- Task description: Keep only those lines of the records that include the string "timeline".

- Data in this exercise:
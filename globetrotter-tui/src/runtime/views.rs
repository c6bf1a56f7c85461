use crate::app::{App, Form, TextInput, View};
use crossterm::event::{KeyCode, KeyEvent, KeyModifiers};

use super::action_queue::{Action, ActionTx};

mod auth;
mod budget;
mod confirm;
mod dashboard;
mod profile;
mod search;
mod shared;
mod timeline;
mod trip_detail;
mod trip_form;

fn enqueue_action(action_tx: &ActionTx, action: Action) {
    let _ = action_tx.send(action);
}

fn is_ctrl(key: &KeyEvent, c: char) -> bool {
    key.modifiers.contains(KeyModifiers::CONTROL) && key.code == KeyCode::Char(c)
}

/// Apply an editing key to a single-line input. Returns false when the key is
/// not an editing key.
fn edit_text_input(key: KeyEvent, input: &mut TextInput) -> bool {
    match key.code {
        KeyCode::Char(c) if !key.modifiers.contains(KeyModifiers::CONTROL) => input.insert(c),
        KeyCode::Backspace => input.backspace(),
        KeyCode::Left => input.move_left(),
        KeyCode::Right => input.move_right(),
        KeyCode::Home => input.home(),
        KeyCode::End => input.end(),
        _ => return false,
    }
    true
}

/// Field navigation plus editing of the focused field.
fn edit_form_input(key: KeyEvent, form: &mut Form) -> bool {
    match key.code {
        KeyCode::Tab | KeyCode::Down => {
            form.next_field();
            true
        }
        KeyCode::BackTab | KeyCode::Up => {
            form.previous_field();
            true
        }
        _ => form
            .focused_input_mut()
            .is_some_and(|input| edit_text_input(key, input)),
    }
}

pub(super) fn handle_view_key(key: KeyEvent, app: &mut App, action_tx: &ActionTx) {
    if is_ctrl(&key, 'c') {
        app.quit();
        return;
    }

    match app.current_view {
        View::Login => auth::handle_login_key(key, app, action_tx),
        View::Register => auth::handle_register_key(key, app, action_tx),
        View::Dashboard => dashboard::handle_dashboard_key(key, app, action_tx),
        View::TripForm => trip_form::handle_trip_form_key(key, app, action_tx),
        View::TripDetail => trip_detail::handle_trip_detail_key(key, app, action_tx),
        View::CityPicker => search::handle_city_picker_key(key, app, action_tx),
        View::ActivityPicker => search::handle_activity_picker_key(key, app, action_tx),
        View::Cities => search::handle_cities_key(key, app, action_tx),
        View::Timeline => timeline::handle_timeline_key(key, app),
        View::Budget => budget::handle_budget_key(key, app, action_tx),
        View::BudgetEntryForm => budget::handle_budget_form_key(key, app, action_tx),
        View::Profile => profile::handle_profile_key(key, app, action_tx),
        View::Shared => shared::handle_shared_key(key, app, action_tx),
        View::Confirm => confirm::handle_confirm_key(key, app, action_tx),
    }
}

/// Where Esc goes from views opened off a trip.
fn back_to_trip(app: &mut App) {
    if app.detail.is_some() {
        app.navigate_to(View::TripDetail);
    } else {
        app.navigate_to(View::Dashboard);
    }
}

--

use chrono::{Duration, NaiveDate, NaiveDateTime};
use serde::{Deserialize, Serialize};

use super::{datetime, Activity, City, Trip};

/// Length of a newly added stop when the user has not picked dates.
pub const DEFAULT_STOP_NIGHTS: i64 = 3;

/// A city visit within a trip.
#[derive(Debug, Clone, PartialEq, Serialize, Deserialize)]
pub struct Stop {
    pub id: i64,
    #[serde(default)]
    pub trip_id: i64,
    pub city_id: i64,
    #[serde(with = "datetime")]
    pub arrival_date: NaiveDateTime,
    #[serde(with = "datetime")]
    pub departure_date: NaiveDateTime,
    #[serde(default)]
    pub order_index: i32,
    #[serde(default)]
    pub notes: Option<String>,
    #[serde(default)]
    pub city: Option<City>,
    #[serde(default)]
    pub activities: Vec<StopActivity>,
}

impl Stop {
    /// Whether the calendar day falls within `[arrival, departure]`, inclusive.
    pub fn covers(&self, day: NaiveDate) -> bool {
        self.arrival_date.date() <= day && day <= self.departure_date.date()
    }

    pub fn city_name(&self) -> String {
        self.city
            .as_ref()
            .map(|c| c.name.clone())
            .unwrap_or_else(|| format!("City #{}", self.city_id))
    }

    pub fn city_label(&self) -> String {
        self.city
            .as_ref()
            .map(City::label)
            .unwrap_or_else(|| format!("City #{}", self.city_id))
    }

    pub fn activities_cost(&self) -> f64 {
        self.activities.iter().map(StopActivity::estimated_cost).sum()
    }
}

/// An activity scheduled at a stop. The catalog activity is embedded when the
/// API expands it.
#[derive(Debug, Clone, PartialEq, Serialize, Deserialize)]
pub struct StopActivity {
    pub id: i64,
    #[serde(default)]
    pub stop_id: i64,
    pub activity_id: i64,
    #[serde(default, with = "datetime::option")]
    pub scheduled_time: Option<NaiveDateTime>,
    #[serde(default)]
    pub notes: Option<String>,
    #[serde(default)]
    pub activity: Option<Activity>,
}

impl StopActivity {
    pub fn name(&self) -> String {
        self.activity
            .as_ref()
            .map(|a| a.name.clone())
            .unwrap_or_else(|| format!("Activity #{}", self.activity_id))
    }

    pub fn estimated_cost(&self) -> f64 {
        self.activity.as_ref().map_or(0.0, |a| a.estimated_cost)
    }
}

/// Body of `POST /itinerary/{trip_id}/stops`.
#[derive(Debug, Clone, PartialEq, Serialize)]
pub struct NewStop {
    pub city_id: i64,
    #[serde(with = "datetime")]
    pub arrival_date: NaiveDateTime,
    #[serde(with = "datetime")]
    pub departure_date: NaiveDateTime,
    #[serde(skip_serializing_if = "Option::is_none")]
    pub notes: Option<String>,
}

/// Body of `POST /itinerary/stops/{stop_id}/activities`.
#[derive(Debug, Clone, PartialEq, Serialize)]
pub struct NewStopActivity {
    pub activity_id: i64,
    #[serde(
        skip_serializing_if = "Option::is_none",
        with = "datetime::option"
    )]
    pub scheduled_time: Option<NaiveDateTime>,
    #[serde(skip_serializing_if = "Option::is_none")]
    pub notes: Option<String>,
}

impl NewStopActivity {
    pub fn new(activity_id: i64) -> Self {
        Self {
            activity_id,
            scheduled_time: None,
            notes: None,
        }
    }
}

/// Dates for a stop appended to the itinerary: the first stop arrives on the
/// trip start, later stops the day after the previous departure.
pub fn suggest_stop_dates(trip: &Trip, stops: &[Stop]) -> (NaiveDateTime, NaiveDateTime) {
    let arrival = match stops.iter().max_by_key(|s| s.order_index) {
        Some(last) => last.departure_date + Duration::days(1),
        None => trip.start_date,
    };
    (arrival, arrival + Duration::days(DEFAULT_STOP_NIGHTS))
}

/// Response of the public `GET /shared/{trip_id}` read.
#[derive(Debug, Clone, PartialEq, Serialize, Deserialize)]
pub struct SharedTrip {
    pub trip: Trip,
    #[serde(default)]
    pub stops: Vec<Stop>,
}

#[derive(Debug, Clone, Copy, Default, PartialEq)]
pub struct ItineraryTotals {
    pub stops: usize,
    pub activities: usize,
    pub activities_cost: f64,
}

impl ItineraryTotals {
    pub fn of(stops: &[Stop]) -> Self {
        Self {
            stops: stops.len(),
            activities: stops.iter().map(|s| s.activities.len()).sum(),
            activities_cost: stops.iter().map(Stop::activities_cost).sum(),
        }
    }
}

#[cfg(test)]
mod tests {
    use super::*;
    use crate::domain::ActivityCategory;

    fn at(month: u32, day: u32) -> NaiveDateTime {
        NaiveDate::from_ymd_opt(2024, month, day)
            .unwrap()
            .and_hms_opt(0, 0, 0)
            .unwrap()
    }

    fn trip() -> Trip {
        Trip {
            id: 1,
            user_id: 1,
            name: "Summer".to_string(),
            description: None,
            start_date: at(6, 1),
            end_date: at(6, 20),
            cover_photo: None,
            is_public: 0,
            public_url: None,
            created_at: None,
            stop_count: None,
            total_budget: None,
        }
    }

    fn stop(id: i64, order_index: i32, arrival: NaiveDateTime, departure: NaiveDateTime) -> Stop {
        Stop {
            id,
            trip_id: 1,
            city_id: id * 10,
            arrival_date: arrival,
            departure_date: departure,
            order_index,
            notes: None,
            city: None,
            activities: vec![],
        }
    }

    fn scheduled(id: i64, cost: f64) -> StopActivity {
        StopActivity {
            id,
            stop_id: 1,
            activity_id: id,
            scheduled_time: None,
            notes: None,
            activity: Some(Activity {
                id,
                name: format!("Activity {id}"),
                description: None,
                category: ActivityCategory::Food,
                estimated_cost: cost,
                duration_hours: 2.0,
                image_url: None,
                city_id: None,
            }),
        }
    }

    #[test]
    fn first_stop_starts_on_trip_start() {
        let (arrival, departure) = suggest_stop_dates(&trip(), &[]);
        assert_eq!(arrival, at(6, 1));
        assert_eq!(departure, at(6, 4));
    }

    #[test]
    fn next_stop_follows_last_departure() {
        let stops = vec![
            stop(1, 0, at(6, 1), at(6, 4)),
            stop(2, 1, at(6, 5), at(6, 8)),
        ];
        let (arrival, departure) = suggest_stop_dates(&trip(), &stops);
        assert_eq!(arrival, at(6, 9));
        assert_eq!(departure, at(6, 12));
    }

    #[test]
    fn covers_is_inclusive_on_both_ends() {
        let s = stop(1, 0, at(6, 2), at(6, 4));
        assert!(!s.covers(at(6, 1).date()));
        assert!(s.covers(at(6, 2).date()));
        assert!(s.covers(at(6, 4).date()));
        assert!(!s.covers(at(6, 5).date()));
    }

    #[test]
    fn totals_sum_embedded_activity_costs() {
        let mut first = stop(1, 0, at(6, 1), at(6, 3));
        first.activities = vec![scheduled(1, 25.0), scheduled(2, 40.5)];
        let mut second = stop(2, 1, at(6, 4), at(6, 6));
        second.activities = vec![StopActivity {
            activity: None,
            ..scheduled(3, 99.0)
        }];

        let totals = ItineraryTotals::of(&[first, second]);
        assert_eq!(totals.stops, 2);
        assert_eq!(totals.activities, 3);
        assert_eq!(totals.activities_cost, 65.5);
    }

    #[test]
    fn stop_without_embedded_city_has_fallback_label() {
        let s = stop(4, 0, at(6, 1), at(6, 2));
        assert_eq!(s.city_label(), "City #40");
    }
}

- Response for this exercise:
mod timeline;
        View::Timeline => timeline::handle_timeline_key(key, app),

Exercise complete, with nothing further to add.